Emeği yok sayan piyasanın her soruna çözeceğine hatta demokratikleşmeyi zorunlu kılacağına dair yanlış bir inanca dayanan “küreselleşme” adlı neoliberal ütopya, bugün cehaleti kutsayan, halklar arası önyargıyı kışkırtan, kendi kültüründen/kimliğinden olmayanı düşman/tehdit gören yeni-sağ akımların iktidarlarına dönüşerek varlığını sürdürmeye çalışmaktadır. Çalışma ve yaşam hakkının, bunun korunması için örgütlenme hakkının ihlal edildiği, işçilerin birlik olmaması için her türlü ayrımcılığın mubah sayıldığı bir konjonktürde var olan demokratik zeminlerin bile nasıl tahrip olduğuna hep beraber tanık oluyoruz.

Bugün Cumhur’un büyük çoğunluğunun, neredeyse dörtte üçünün emek gücünü satarak yaşamını sürdürdüğü ülkemizde, örneğin cumhuriyetin, demokratik-laik bir cumhuriyetin teminatı, bu dörtte üç olmayacaksa kim olacak?
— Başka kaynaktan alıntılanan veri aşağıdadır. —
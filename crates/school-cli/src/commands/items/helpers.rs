//! Item helper functions
//!
//! Shared utilities for item and dashboard commands.

use anyhow::Result;
use chrono::{NaiveDate, NaiveDateTime};
use school_core::{Item, ItemScope, Roster};

/// Truncate string to max characters with ellipsis
pub fn truncate(s: &str, max_chars: usize) -> String {
    let chars: Vec<char> = s.chars().collect();
    if chars.len() <= max_chars {
        s.to_string()
    } else {
        let truncated: String = chars[..max_chars - 3].iter().collect();
        format!("{}...", truncated)
    }
}

/// First eight characters of an id, for tables
pub fn short_id(id: &str) -> &str {
    id.get(..8).unwrap_or(id)
}

/// Parse a due date. Accepts `YYYY-MM-DDTHH:MM`, `YYYY-MM-DD HH:MM`, or a
/// bare `YYYY-MM-DD` meaning the end of that day.
pub fn parse_due(s: &str) -> Result<NaiveDateTime> {
    let s = s.trim();
    for format in ["%Y-%m-%dT%H:%M", "%Y-%m-%d %H:%M", "%Y-%m-%dT%H:%M:%S"] {
        if let Ok(dt) = NaiveDateTime::parse_from_str(s, format) {
            return Ok(dt);
        }
    }
    NaiveDate::parse_from_str(s, "%Y-%m-%d")
        .ok()
        .and_then(|d| d.and_hms_opt(23, 59, 0))
        .ok_or_else(|| anyhow::anyhow!("Invalid due date: {}. Use YYYY-MM-DDTHH:MM", s))
}

pub fn format_due(due_at: Option<NaiveDateTime>) -> String {
    due_at
        .map(|d| d.format("%Y-%m-%d %H:%M").to_string())
        .unwrap_or_else(|| "-".to_string())
}

/// Display names of whoever an item targets: class names for general
/// items, student names for individual ones. Unknown ids show as-is.
pub fn target_labels(item: &Item, roster: &Roster) -> Vec<String> {
    match item.scope {
        ItemScope::General => item
            .class_ids
            .iter()
            .map(|id| roster.class(id).map_or_else(|| id.clone(), |c| c.name.clone()))
            .collect(),
        ItemScope::Individual => item
            .student_ids
            .iter()
            .map(|id| roster.student(id).map_or_else(|| id.clone(), |s| s.name.clone()))
            .collect(),
    }
}

/// Resolve a short ID to a full item ID
pub fn resolve_item_id(items: &[Item], id: &str) -> Result<String> {
    let matches: Vec<&Item> = items.iter().filter(|i| i.id.starts_with(id)).collect();
    match matches.as_slice() {
        [] => Err(anyhow::anyhow!("Item not found: {}", id)),
        [item] => Ok(item.id.clone()),
        many => Err(anyhow::anyhow!(
            "Ambiguous item ID: {} matches {} items",
            id,
            many.len()
        )),
    }
}

#[cfg(test)]
mod tests {
    use super::*;
    use chrono::{Timelike, Utc};
    use school_core::{Accommodations, ItemKind, ItemStatus};

    fn item(id: &str) -> Item {
        Item {
            id: id.to_string(),
            kind: ItemKind::Activity,
            scope: ItemScope::General,
            class_ids: vec!["1A".to_string(), "9Z".to_string()],
            student_ids: vec![],
            subject: "Mathematics".to_string(),
            title: "Fractions".to_string(),
            description: String::new(),
            points: None,
            due_at: None,
            accommodations: Accommodations::default(),
            created_at: Utc::now(),
            status: ItemStatus::Open,
        }
    }

    // ========================================================================
    // Parsing
    // ========================================================================

    #[test]
    fn test_parse_due_datetime_local() {
        let due = parse_due("2025-03-10T14:30").unwrap();
        assert_eq!(due.hour(), 14);
        assert_eq!(due.minute(), 30);
    }

    #[test]
    fn test_parse_due_bare_date_is_end_of_day() {
        let due = parse_due("2025-03-10").unwrap();
        assert_eq!((due.hour(), due.minute()), (23, 59));
    }

    #[test]
    fn test_parse_due_invalid() {
        let err = parse_due("next friday").unwrap_err();
        assert!(err.to_string().contains("YYYY-MM-DDTHH:MM"));
    }

    // ========================================================================
    // Display
    // ========================================================================

    #[test]
    fn test_truncate() {
        assert_eq!(truncate("short", 10), "short");
        assert_eq!(truncate("a much longer title", 10), "a much ...");
    }

    #[test]
    fn test_short_id() {
        assert_eq!(short_id("0123456789abcdef"), "01234567");
        assert_eq!(short_id("abc"), "abc");
    }

    #[test]
    fn test_target_labels_fall_back_to_ids() {
        let labels = target_labels(&item("x"), &Roster::seed());
        assert_eq!(labels, vec!["1st A".to_string(), "9Z".to_string()]);
    }

    #[test]
    fn test_format_due() {
        assert_eq!(format_due(None), "-");
        let due = parse_due("2025-03-10T08:05").unwrap();
        assert_eq!(format_due(Some(due)), "2025-03-10 08:05");
    }

    // ========================================================================
    // ID resolution
    // ========================================================================

    #[test]
    fn test_resolve_item_id() {
        let items = vec![item("abcd-1111"), item("abce-2222")];
        assert_eq!(resolve_item_id(&items, "abcd").unwrap(), "abcd-1111");
        assert!(resolve_item_id(&items, "abc")
            .unwrap_err()
            .to_string()
            .contains("Ambiguous"));
        assert!(resolve_item_id(&items, "zzz")
            .unwrap_err()
            .to_string()
            .contains("not found"));
    }
}
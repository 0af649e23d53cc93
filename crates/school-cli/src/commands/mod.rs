//! CLI commands module
//!
//! Contains all CLI command implementations.

pub mod account;
pub mod config;
pub mod dashboard;
pub mod items;
pub mod roster;
pub mod subjects;

use anyhow::Result;
use clap::Args;
use std::str::FromStr;
use school_core::{Database, DueWindow, ItemFilters, ItemKind, ItemScope, ItemStore, SchoolConfig};

use crate::output::OutputFormat;

/// Shared context for all commands
pub struct Context {
    pub db: Database,
    pub config: SchoolConfig,
    pub format: OutputFormat,
    pub quiet: bool,
}

impl Context {
    /// Open the item store over the context database
    pub async fn store(&self) -> Result<ItemStore<Database>> {
        Ok(ItemStore::open(self.db.clone()).await?)
    }
}

/// Item filters shared by list and dashboard commands. Each accepts `any`
/// (or `all`) for "no constraint".
#[derive(Args, Debug, Clone, Default)]
pub struct FilterArgs {
    /// Filter by kind (activity, assessment)
    #[arg(long)]
    pub kind: Option<String>,

    /// Filter by scope (general, individual)
    #[arg(long)]
    pub scope: Option<String>,

    /// Filter by class id (individual items match through their students)
    #[arg(long = "class")]
    pub class_id: Option<String>,

    /// Filter by subject
    #[arg(long)]
    pub subject: Option<String>,

    /// Filter by due window (today, 7d, 30d, overdue, no-date)
    #[arg(long)]
    pub window: Option<String>,

    /// Search title, description and subject
    #[arg(long)]
    pub query: Option<String>,
}

fn is_unconstrained(raw: &str) -> bool {
    let raw = raw.trim();
    raw.is_empty() || raw.eq_ignore_ascii_case("any") || raw.eq_ignore_ascii_case("all")
}

fn parse_filter<T: FromStr<Err = String>>(raw: Option<String>) -> Result<Option<T>> {
    match raw {
        Some(raw) if !is_unconstrained(&raw) => {
            Ok(Some(raw.trim().parse().map_err(anyhow::Error::msg)?))
        }
        _ => Ok(None),
    }
}

fn text_filter(raw: Option<String>) -> Option<String> {
    raw.filter(|r| !is_unconstrained(r))
}

impl FilterArgs {
    pub fn into_filters(self) -> Result<ItemFilters> {
        Ok(ItemFilters {
            kind: parse_filter::<ItemKind>(self.kind)?,
            scope: parse_filter::<ItemScope>(self.scope)?,
            class_id: text_filter(self.class_id),
            subject: text_filter(self.subject),
            due_window: parse_filter::<DueWindow>(self.window)?,
            query: self.query.filter(|q| !q.trim().is_empty()),
        })
    }
}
Bu dörtte üçün örgütlenmesini yasal ve fiili yollarla engelleyenler belki bugün düşen kar oranlarını korudukları için mutlu olabilirler. Ancak dörtte üçün, emeğine, geleceğine, ülkesine örgütlü biçimde sahip çıkamadığı, sahip çıkmasının engellendiği bir ülkede, nasıl tehlikeli bir gelecek inşasına el verdiklerini de tarih mutlaka değerlendirecektir.

Bu açıdan sendikaların geleceği, demokrasinin geleceğidir derken, demokratik bir geleceği kurmaya çalışanlar da, engellemeye çalışanlar da olacaktır. Biz DİSK olarak, emeğine sahip çıkan bir işçinin, demokrasiye ve ülkeye sahip çıkan bir işçi olduğu bilinciyle, örgütlenmeye, mücadeleye devam edeceğiz.